* **Directions**: Here is the listing. Print it exactly.

* **The data**:

= = = = =

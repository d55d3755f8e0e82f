//! Template text compilation
//!
//! A template string is split once into segments:
//!
//! - `/{.../}` escapes, kept verbatim and restored as `{...}` on output
//! - `{name}` placeholders where `name` is `[A-Za-z_][A-Za-z0-9_]*`
//! - everything else, including non-conforming braces, as literal text

use indexmap::IndexSet;
use lazy_regex::regex;

#[derive(Debug, Clone, PartialEq, Eq)]
pub(crate) enum Segment {
    Literal(String),
    Escaped(String),
    Var(String),
}

/// Split `text` into segments and collect its variable names in order of first use
pub(crate) fn compile(text: &str) -> (Vec<Segment>, IndexSet<String>) {
    let escape = regex!(r"(?s)/\{(.*?)/\}");

    let mut segments = Vec::new();
    let mut variables = IndexSet::new();
    let mut last = 0;

    for caps in escape.captures_iter(text) {
        let whole = caps.get(0).map(|m| (m.start(), m.end())).unwrap_or((last, last));
        scan_placeholders(&text[last..whole.0], &mut segments, &mut variables);
        let inner = caps.get(1).map(|m| m.as_str()).unwrap_or_default();
        segments.push(Segment::Escaped(inner.to_string()));
        last = whole.1;
    }
    scan_placeholders(&text[last..], &mut segments, &mut variables);

    (segments, variables)
}

fn scan_placeholders(text: &str, segments: &mut Vec<Segment>, variables: &mut IndexSet<String>) {
    let placeholder = regex!(r"\{([A-Za-z_][A-Za-z0-9_]*)\}");

    let mut last = 0;
    for caps in placeholder.captures_iter(text) {
        let (Some(whole), Some(name)) = (caps.get(0), caps.get(1)) else {
            continue;
        };
        push_literal(segments, &text[last..whole.start()]);
        segments.push(Segment::Var(name.as_str().to_string()));
        variables.insert(name.as_str().to_string());
        last = whole.end();
    }
    push_literal(segments, &text[last..]);
}

fn push_literal(segments: &mut Vec<Segment>, text: &str) {
    if text.is_empty() {
        return;
    }
    if let Some(Segment::Literal(prev)) = segments.last_mut() {
        prev.push_str(text);
    } else {
        segments.push(Segment::Literal(text.to_string()));
    }
}

/// Variable names referenced by `text`, excluding escaped regions
pub fn extract_variables(text: &str) -> IndexSet<String> {
    compile(text).1
}

#[cfg(test)]
mod tests {
    use super::*;

    fn vars(text: &str) -> Vec<String> {
        extract_variables(text).into_iter().collect()
    }

    #[test]
    fn test_extract_simple() {
        assert_eq!(vars("Hello {name}, you are {age}."), vec!["name", "age"]);
    }

    #[test]
    fn test_extract_dedupes_in_first_use_order() {
        assert_eq!(vars("{b} {a} {b}"), vec!["b", "a"]);
    }

    #[test]
    fn test_invalid_identifiers_ignored() {
        assert!(vars("{first name} {1st} {} {a-b} {name!}").is_empty());
        assert_eq!(vars("{_private} {x1}"), vec!["_private", "x1"]);
    }

    #[test]
    fn test_escaped_content_not_extracted() {
        assert_eq!(vars("Return /{\"key\": {value}/} for {input}"), vec!["input"]);
    }

    #[test]
    fn test_escape_spans_lines() {
        let (segments, variables) = compile("a /{\n  {x}\n/} b");
        assert!(variables.is_empty());
        assert_eq!(
            segments,
            vec![
                Segment::Literal("a ".to_string()),
                Segment::Escaped("\n  {x}\n".to_string()),
                Segment::Literal(" b".to_string()),
            ]
        );
    }

    #[test]
    fn test_segments_for_mixed_text() {
        let (segments, _) = compile("Echo: {user_input} {not valid}");
        assert_eq!(
            segments,
            vec![
                Segment::Literal("Echo: ".to_string()),
                Segment::Var("user_input".to_string()),
                Segment::Literal(" {not valid}".to_string()),
            ]
        );
    }

    #[test]
    fn test_no_placeholders() {
        let (segments, variables) = compile("plain text");
        assert!(variables.is_empty());
        assert_eq!(segments, vec![Segment::Literal("plain text".to_string())]);
    }

    #[test]
    fn test_empty_text() {
        let (segments, variables) = compile("");
        assert!(segments.is_empty());
        assert!(variables.is_empty());
    }
}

= = = = =

* **Exercise result**:
repository d55d3755f8e0e82f
//! Template text compilation
//!
//! A template string is split once into segments:
//!
//! - `/{.../}` escapes, kept verbatim and restored as `{...}` on output
//! - `{name}` placeholders where `name` is `[A-Za-z_][A-Za-z0-9_]*`
//! - everything else, including non-conforming braces, as literal text

use indexmap::IndexSet;
use lazy_regex::regex;

#[derive(Debug, Clone, PartialEq, Eq)]
pub(crate) enum Segment {
    Literal(String),
    Escaped(String),
    Var(String),
}

/// Split `text` into segments and collect its variable names in order of first use
pub(crate) fn compile(text: &str) -> (Vec<Segment>, IndexSet<String>) {
    let escape = regex!(r"(?s)/\{(.*?)/\}");

    let mut segments = Vec::new();
    let mut variables = IndexSet::new();
    let mut last = 0;

    for caps in escape.captures_iter(text) {
        let whole = caps.get(0).map(|m| (m.start(), m.end())).unwrap_or((last, last));
        scan_placeholders(&text[last..whole.0], &mut segments, &mut variables);
        let inner = caps.get(1).map(|m| m.as_str()).unwrap_or_default();
        segments.push(Segment::Escaped(inner.to_string()));
        last = whole.1;
    }
    scan_placeholders(&text[last..], &mut segments, &mut variables);

    (segments, variables)
}

fn scan_placeholders(text: &str, segments: &mut Vec<Segment>, variables: &mut IndexSet<String>) {
    let placeholder = regex!(r"\{([A-Za-z_][A-Za-z0-9_]*)\}");

    let mut last = 0;
    for caps in placeholder.captures_iter(text) {
        let (Some(whole), Some(name)) = (caps.get(0), caps.get(1)) else {
            continue;
        };
        push_literal(segments, &text[last..whole.start()]);
        segments.push(Segment::Var(name.as_str().to_string()));
        variables.insert(name.as_str().to_string());
        last = whole.end();
    }
    push_literal(segments, &text[last..]);
}

fn push_literal(segments: &mut Vec<Segment>, text: &str) {
    if text.is_empty() {
        return;
    }
    if let Some(Segment::Literal(prev)) = segments.last_mut() {
        prev.push_str(text);
    } else {
        segments.push(Segment::Literal(text.to_string()));
    }
}

/// Variable names referenced by `text`, excluding escaped regions
pub fn extract_variables(text: &str) -> IndexSet<String> {
    compile(text).1
}

#[cfg(test)]
mod tests {
    use super::*;

    fn vars(text: &str) -> Vec<String> {
        extract_variables(text).into_iter().collect()
    }

    #[test]
    fn test_extract_simple() {
        assert_eq!(vars("Hello {name}, you are {age}."), vec!["name", "age"]);
    }

    #[test]
    fn test_extract_dedupes_in_first_use_order() {
        assert_eq!(vars("{b} {a} {b}"), vec!["b", "a"]);
    }

    #[test]
    fn test_invalid_identifiers_ignored() {
        assert!(vars("{first name} {1st} {} {a-b} {name!}").is_empty());
        assert_eq!(vars("{_private} {x1}"), vec!["_private", "x1"]);
    }

    #[test]
    fn test_escaped_content_not_extracted() {
        assert_eq!(vars("Return /{\"key\": {value}/} for {input}"), vec!["input"]);
    }

    #[test]
    fn test_escape_spans_lines() {
        let (segments, variables) = compile("a /{\n  {x}\n/} b");
        assert!(variables.is_empty());
        assert_eq!(
            segments,
            vec![
                Segment::Literal("a ".to_string()),
                Segment::Escaped("\n  {x}\n".to_string()),
                Segment::Literal(" b".to_string()),
            ]
        );
    }

    #[test]
    fn test_segments_for_mixed_text() {
        let (segments, _) = compile("Echo: {user_input} {not valid}");
        assert_eq!(
            segments,
            vec![
                Segment::Literal("Echo: ".to_string()),
                Segment::Var("user_input".to_string()),
                Segment::Literal(" {not valid}".to_string()),
            ]
        );
    }

    #[test]
    fn test_no_placeholders() {
        let (segments, variables) = compile("plain text");
        assert!(variables.is_empty());
        assert_eq!(segments, vec![Segment::Literal("plain text".to_string())]);
    }

    #[test]
    fn test_empty_text() {
        let (segments, variables) = compile("");
        assert!(segments.is_empty());
        assert!(variables.is_empty());
    }
}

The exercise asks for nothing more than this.